19 May 2015
May 19, 2015 – Representatives of Pasaules Dabas Fonds, with Sea Rose – a model deep-sea roundnose grenadier fish – met today with Minister Janis Duklavs, to call on him to continue the progress Latvia is making shepherding the negotiation of a new EU regulation to manage deep-sea fishing and protect vulnerable deep-sea ecosystems.
Sea Rose, on behalf of the Deep Sea Conservation Coalition (DSCC), has been touring Riga over the past few weeks to bring attention to the urgent need for a new regulation that will put an end to the destruction of the EU’s deep oceans. Like most other deep-sea species, roundnose grenadiers mature slowly, have longer reproductive cycles, and are long-lived – living up to 80 years of age – leaving them exceptionally vulnerable to fishing pressure.
Most deep-sea species in the Northeast Atlantic are caught by deep-sea bottom trawlers. Deep-sea bottom trawlers drag massive, heavy nets affixed to steel plates and cables across the deep seabed, destroying corals, sponges and other deep-sea habitats that have flourished for thousands of years.
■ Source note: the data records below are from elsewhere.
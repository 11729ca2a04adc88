use eip191_textual::signing::{personal_message, ETH_MESSAGE_PREFIX};
use eip191_textual::{
    Eip191TextualHandler, Screen, SignContext, SignDocument, SignMode, SignModeHandler, SignerData,
    TxData,
};
use proptest::prelude::*;
use std::sync::Arc;

fn any_screen() -> impl Strategy<Value = Screen> {
    (
        "[a-zA-Z0-9 éü✓]{0,12}",
        "[a-zA-Z0-9 .:éü✓世界]{0,24}",
        0u32..4,
        any::<bool>(),
    )
        .prop_map(|(title, content, indent, expert)| Screen {
            title,
            content,
            indent,
            expert,
        })
}

fn render(doc: &SignDocument) -> Vec<u8> {
    let handler = Eip191TextualHandler::new(Arc::new(eip191_textual::signing::PrerenderedTextualHandler));
    handler
        .get_sign_bytes(
            &SignContext::default(),
            &SignerData::default(),
            &TxData::with_textual_sign_doc(doc.to_cbor().expect("encode sign doc")),
        )
        .expect("render sign doc")
}

proptest! {
    #[test]
    fn envelope_prefixes_byte_length(message in ".{0,64}") {
        let envelope = personal_message(message.as_bytes());
        let mut expected = ETH_MESSAGE_PREFIX.as_bytes().to_vec();
        expected.extend_from_slice(message.len().to_string().as_bytes());
        expected.extend_from_slice(message.as_bytes());
        prop_assert_eq!(envelope, expected);
    }

    #[test]
    fn rendering_keeps_one_line_per_screen(screens in prop::collection::vec(any_screen(), 1..8)) {
        let doc = SignDocument::new(screens.clone());
        let sign_bytes = render(&doc);

        let plaintext = doc.plaintext();
        let header = format!("{}{}", ETH_MESSAGE_PREFIX, plaintext.len());
        prop_assert!(sign_bytes.starts_with(header.as_bytes()));
        prop_assert_eq!(&sign_bytes[header.len()..], plaintext.as_bytes());

        let lines: Vec<&str> = plaintext.split('\n').collect();
        prop_assert_eq!(lines.len(), screens.len());
        for (line, screen) in lines.iter().zip(&screens) {
            prop_assert_eq!(line.starts_with('*'), screen.expert);
            prop_assert!(line.ends_with(screen.content.as_str()));
        }
    }

    #[test]
    fn rendering_is_deterministic(screens in prop::collection::vec(any_screen(), 0..6)) {
        let doc = SignDocument::new(screens);
        prop_assert_eq!(render(&doc), render(&doc));
    }

    #[test]
    fn decoding_arbitrary_bytes_never_panics(bytes in prop::collection::vec(any::<u8>(), 0..64)) {
        let _ = SignDocument::from_cbor(&bytes);
    }

    #[test]
    fn non_textual_modes_are_rejected(bytes in prop::collection::vec(any::<u8>(), 0..16)) {
        let handler = Eip191TextualHandler::new(Arc::new(eip191_textual::signing::PrerenderedTextualHandler));
        for mode in [SignMode::Direct, SignMode::DirectAux, SignMode::LegacyAminoJson, SignMode::Eip191] {
            prop_assert!(handler.render(mode, &bytes).is_err());
        }
    }
}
“There is clear and unequivocal evidence that the deep-sea requires urgent protection from the destructive impact of deep-sea fishing. We welcome the progress Latvia, which holds the presidency of the EU Council of Ministers, has made in the negotiations for a new regulation and respectfully urge Minister Janis Duklavs to push for a strong conclusion.” Ingus Purgals, WWF Baltic Sea and freshwater program manager, “Europe must not continue to allow a deep-sea fishing regime that allows the continued destruction of Europe’s unique and ancient deep sea ecosystems. A new regulation is urgently needed that will deliver sustainable deep-sea fisheries and protect vulnerable deep-sea ecosystems in a huge area of the deep-oceans. This would be a significant achievement for the conservation of the marine environment, and a lasting legacy for the Latvian Presidency”.
“I recognise the vital importance of the deep oceans, and appreciate the work of those campaigning to protect it” said Minister Janis Duklavs, “I am pleased we have made progress under our Presidency and will continue to work with my colleagues to find solutions”.
The DSCC recommends that a new EU regulation should seek to protect the deep-sea ecosystems associated with the seabed by:
The DSCC is also calling for a phase out of bottom trawling below 600m to secure protection of deep-sea ecosystems, and ensure effective enforcement and monitoring.
Both organizations are grateful that Latvia is interested in making progress on this issue and urge other Member States to agree a Council position without further delay.